The preceding price move leading up to the flag formation is commonly referred to as the pole, or flagpole. The retracement from the starting point of the flag should not exceed more than 50% of the flagpole. Anything more than a 50% retracement would then be considered a change in trend. However, flags very rarely result in a change in trend, so they are considered to be one of the most reliable charting patterns out there.
Flag patterns are dependent on both volume and price for confirmation. After a steep rise or fall in price, volume should start to decline as the market begins to consolidate and move counter to the prevailing trend. Breakouts should occur on a significant spike in both volume and volatility.
How To Trade A Flag Setup
The setups for both bullish and bearish flag patterns are very similar, with just a few subtle changes in direction and volume separating them.

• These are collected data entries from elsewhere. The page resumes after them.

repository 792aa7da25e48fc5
//! Inbound adapters that translate HTTP requests into domain service calls
//! while keeping framework details at the edge.

pub mod http;
//! Print the OpenAPI document as JSON.

use std::io::{self, Write};

use invitation::ApiDoc;
use utoipa::OpenApi;

fn main() -> io::Result<()> {
    let json = ApiDoc::openapi()
        .to_pretty_json()
        .map_err(|error| io::Error::other(format!("serialise OpenAPI document: {error}")))?;
    let mut stdout = io::stdout().lock();
    writeln!(stdout, "{json}")
}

When a bullish flag pattern is identified, aggressive traders will enter long positions at, or near, the bottom channel line, using new lows as both stop levels and areas to re-establish a position. More conservative traders, on the other hand, will wait for a price bar to close above the upper channel line on increased volume for confirmation of a breakout before initiating a position.
These techniques are inverted when a bearish flag pattern is identified. Aggressive traders will use the upper channel line for entry, while conservative traders will wait for a price bar to close below the lower channel line on increased volume to confirm the breakout.

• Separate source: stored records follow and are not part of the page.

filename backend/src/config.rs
//! Runtime settings loaded via OrthoConfig.
//!
//! One settings struct per collaborator. Their prefixes give the familiar
//! environment names (`MICROCMS_API_KEY`, `POSTAL_CODE_API_BASE_URL`,
//! `GOOGLE_APPS_SCRIPT_URL`, `NEXT_PUBLIC_BASE_URL`, ...). Every collaborator
//! value is optional: a missing one disables that adapter and is reported
//! per request rather than at start-up. Each struct also carries one
//! defaulted plain field, so it loads even when no variable with its prefix
//! is set. `<PREFIX>_DISABLED=true` switches a collaborator off outright.

use std::ffi::OsString;
use std::time::Duration;

use ortho_config::OrthoConfig;
use reqwest::Url;
use serde::Deserialize;

use crate::domain::RuntimeEnvironment;
use crate::outbound::microcms::DEFAULT_GUEST_ENDPOINT;
use crate::outbound::postal_code::PostalCodeCredentials;

const DEFAULT_BIND_ADDR: &str = "0.0.0.0:8080";
const DEFAULT_UPSTREAM_TIMEOUT_SECONDS: u64 = 10;

/// Errors raised while loading or interpreting settings.
#[derive(Debug, Clone, PartialEq, Eq, thiserror::Error)]
pub enum SettingsError {
    /// OrthoConfig could not load a settings struct.
    #[error("failed to load settings: {0}")]
    Load(String),
    /// A required value is absent.
    #[error("{name} is not set")]
    Missing {
        /// Environment variable name.
        name: &'static str,
    },
    /// The collaborator was switched off through its `*_DISABLED` flag.
    #[error("{name} is set")]
    Disabled {
        /// Environment variable name.
        name: &'static str,
    },
    /// A URL value does not parse.
    #[error("{name} is not a valid URL: {message}")]
    InvalidUrl {
        /// Environment variable name.
        name: &'static str,
        /// Parser message.
        message: String,
    },
}

fn required<'a>(value: Option<&'a str>, name: &'static str) -> Result<&'a str, SettingsError> {
    value
        .map(str::trim)
        .filter(|value| !value.is_empty())
        .ok_or(SettingsError::Missing { name })
}

fn required_url(value: Option<&str>, name: &'static str) -> Result<Url, SettingsError> {
    Url::parse(required(value, name)?).map_err(|error| SettingsError::InvalidUrl {
        name,
        message: error.to_string(),
    })
}

fn ensure_enabled(disabled: bool, name: &'static str) -> Result<(), SettingsError> {
    if disabled {
        Err(SettingsError::Disabled { name })
    } else {
        Ok(())
    }
}

/// Server settings (`INVITATION_*`).
#[derive(Debug, Clone, Deserialize, OrthoConfig)]
#[ortho_config(prefix = "INVITATION")]
pub struct InvitationSettings {
    /// Listen address, default `0.0.0.0:8080`.
    pub bind_addr: Option<String>,
    /// `development`, `production` or `test`; unknown values mean
    /// production.
    pub environment: Option<String>,
    /// Timeout applied to every upstream call, in seconds.
    #[ortho_config(default = 10)]
    pub upstream_timeout_seconds: u64,
}

impl Default for InvitationSettings {
    fn default() -> Self {
        Self {
            bind_addr: None,
            environment: None,
            upstream_timeout_seconds: DEFAULT_UPSTREAM_TIMEOUT_SECONDS,
        }
    }
}

impl InvitationSettings {
    /// Configured listen address, falling back to the default.
    pub fn bind_addr(&self) -> &str {
        self.bind_addr.as_deref().unwrap_or(DEFAULT_BIND_ADDR)
    }

    /// Configured runtime environment.
    pub fn environment(&self) -> RuntimeEnvironment {
        RuntimeEnvironment::resolve(self.environment.as_deref())
    }

    /// Configured upstream timeout, ten seconds unless overridden.
    pub fn upstream_timeout(&self) -> Duration {
        Duration::from_secs(self.upstream_timeout_seconds)
    }
}

/// Upstream postal-code API settings (`POSTAL_CODE_API_*`).
#[derive(Debug, Clone, Default, Deserialize, OrthoConfig)]
#[ortho_config(prefix = "POSTAL_CODE_API")]
pub struct PostalCodeApiSettings {
    /// Switch the postal-code adapter off.
    #[ortho_config(default = false)]
    pub disabled: bool,
    /// API root, e.g. `https://api.da.pf.japanpost.jp/`.
    pub base_url: Option<String>,
    /// OAuth client id.
    pub client_id: Option<String>,
    /// OAuth client secret.
    pub secret_key: Option<String>,
}

impl PostalCodeApiSettings {
    /// API root and credentials, when all three values are present.
    ///
    /// # Errors
    ///
    /// Returns the first missing or malformed value.
    pub fn resolve(&self) -> Result<(Url, PostalCodeCredentials), SettingsError> {
        ensure_enabled(self.disabled, "POSTAL_CODE_API_DISABLED")?;
        let base_url = required_url(self.base_url.as_deref(), "POSTAL_CODE_API_BASE_URL")?;
        let client_id = required(self.client_id.as_deref(), "POSTAL_CODE_API_CLIENT_ID")?;
        let secret_key = required(self.secret_key.as_deref(), "POSTAL_CODE_API_SECRET_KEY")?;
        Ok((
            base_url,
            PostalCodeCredentials {
                client_id: client_id.to_owned(),
                secret_key: secret_key.to_owned(),
            },
        ))
    }
}

/// microCMS settings (`MICROCMS_*`).
#[derive(Debug, Clone, Default, Deserialize, OrthoConfig)]
#[ortho_config(prefix = "MICROCMS")]
pub struct MicroCmsSettings {
    /// Switch the guest repository off.
    #[ortho_config(default = false)]
    pub disabled: bool,
    /// Service subdomain, the `<name>` of `<name>.microcms.io`.
    pub service_domain: Option<String>,
    /// Read API key.
    pub api_key: Option<String>,
    /// List endpoint holding guests, default `guests`.
    pub guest_endpoint: Option<String>,
}

impl MicroCmsSettings {
    /// Service domain and API key, when both are present.
    ///
    /// # Errors
    ///
    /// Returns the first missing value.
    pub fn resolve(&self) -> Result<(&str, &str), SettingsError> {
        ensure_enabled(self.disabled, "MICROCMS_DISABLED")?;
        Ok((
            required(self.service_domain.as_deref(), "MICROCMS_SERVICE_DOMAIN")?,
            required(self.api_key.as_deref(), "MICROCMS_API_KEY")?,
        ))
    }

    /// Configured guest endpoint, falling back to the default.
    pub fn guest_endpoint(&self) -> &str {
        self.guest_endpoint
            .as_deref()
            .unwrap_or(DEFAULT_GUEST_ENDPOINT)
    }
}

/// Google Apps Script settings (`GOOGLE_APPS_SCRIPT_*`).
#[derive(Debug, Clone, Default, Deserialize, OrthoConfig)]
#[ortho_config(prefix = "GOOGLE_APPS_SCRIPT")]
pub struct AppsScriptSettings {
    /// Switch RSVP forwarding off.
    #[ortho_config(default = false)]
    pub disabled: bool,
    /// Web-app deployment URL receiving RSVPs.
    pub url: Option<String>,
}

impl AppsScriptSettings {
    /// Deployment URL.
    ///
    /// # Errors
    ///
    /// Returns an error when the URL is missing or malformed.
    pub fn resolve(&self) -> Result<Url, SettingsError> {
        ensure_enabled(self.disabled, "GOOGLE_APPS_SCRIPT_DISABLED")?;
        required_url(self.url.as_deref(), "GOOGLE_APPS_SCRIPT_URL")
    }
}

/// Public site settings (`NEXT_PUBLIC_*`).
#[derive(Debug, Clone, Default, Deserialize, OrthoConfig)]
#[ortho_config(prefix = "NEXT_PUBLIC")]
pub struct PublicSiteSettings {
    /// Treat the public origin as unknown.
    #[ortho_config(default = false)]
    pub disabled: bool,
    /// Public origin of the deployed site.
    pub base_url: Option<String>,
}

impl PublicSiteSettings {
    /// Site origin.
    ///
    /// # Errors
    ///
    /// Returns an error when the URL is missing or malformed.
    pub fn resolve(&self) -> Result<Url, SettingsError> {
        ensure_enabled(self.disabled, "NEXT_PUBLIC_DISABLED")?;
        required_url(self.base_url.as_deref(), "NEXT_PUBLIC_BASE_URL")
    }
}

/// Every settings struct, loaded together.
#[derive(Debug, Clone, Default)]
pub struct Settings {
    /// Server settings.
    pub invitation: InvitationSettings,
    /// Postal-code API settings.
    pub postal_code_api: PostalCodeApiSettings,
    /// microCMS settings.
    pub microcms: MicroCmsSettings,
    /// Apps Script settings.
    pub apps_script: AppsScriptSettings,
    /// Public site settings.
    pub public_site: PublicSiteSettings,
}

impl Settings {
    /// Load settings; `args` (program name first) only feed the server
    /// settings, collaborators are read from the environment.
    ///
    /// # Errors
    ///
    /// Returns [`SettingsError::Load`] when any struct fails to load.
    pub fn load_from_iter<I>(args: I) -> Result<Self, SettingsError>
    where
        I: IntoIterator<Item = OsString>,
    {
        let args: Vec<OsString> = args.into_iter().collect();
        let program = args
            .first()
            .cloned()
            .unwrap_or_else(|| OsString::from("invitation"));
        let load_error = |error: &dyn std::fmt::Display| SettingsError::Load(error.to_string());
        Ok(Self {
            invitation: InvitationSettings::load_from_iter(args)
                .map_err(|e| load_error(&e))?,
            postal_code_api: PostalCodeApiSettings::load_from_iter([program.clone()])
                .map_err(|e| load_error(&e))?,
            microcms: MicroCmsSettings::load_from_iter([program.clone()])
                .map_err(|e| load_error(&e))?,
            apps_script: AppsScriptSettings::load_from_iter([program.clone()])
                .map_err(|e| load_error(&e))?,
            public_site: PublicSiteSettings::load_from_iter([program])
                .map_err(|e| load_error(&e))?,
        })
    }
}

In recent years, retests of flag areas have become more and more common. Predator algos love to hunt stops, however, these programs do not operate with unlimited resources. Flag levels do become significant psychological support and resistance areas over time, so a stop above or below the highest or lowest point of the flag can be considered a safe zone.
Charting purists will say that the target price after a breakout should be equal in distance to the size of the move preceding the flag. This is, of course, debatable and disciplined risk management should always be practiced.
In conclusion, flags are continuation patterns, and should be traded as such. To properly identify this setup, volume patterns should coincide with price movements, and risk parameters should already be in place before initiating a position.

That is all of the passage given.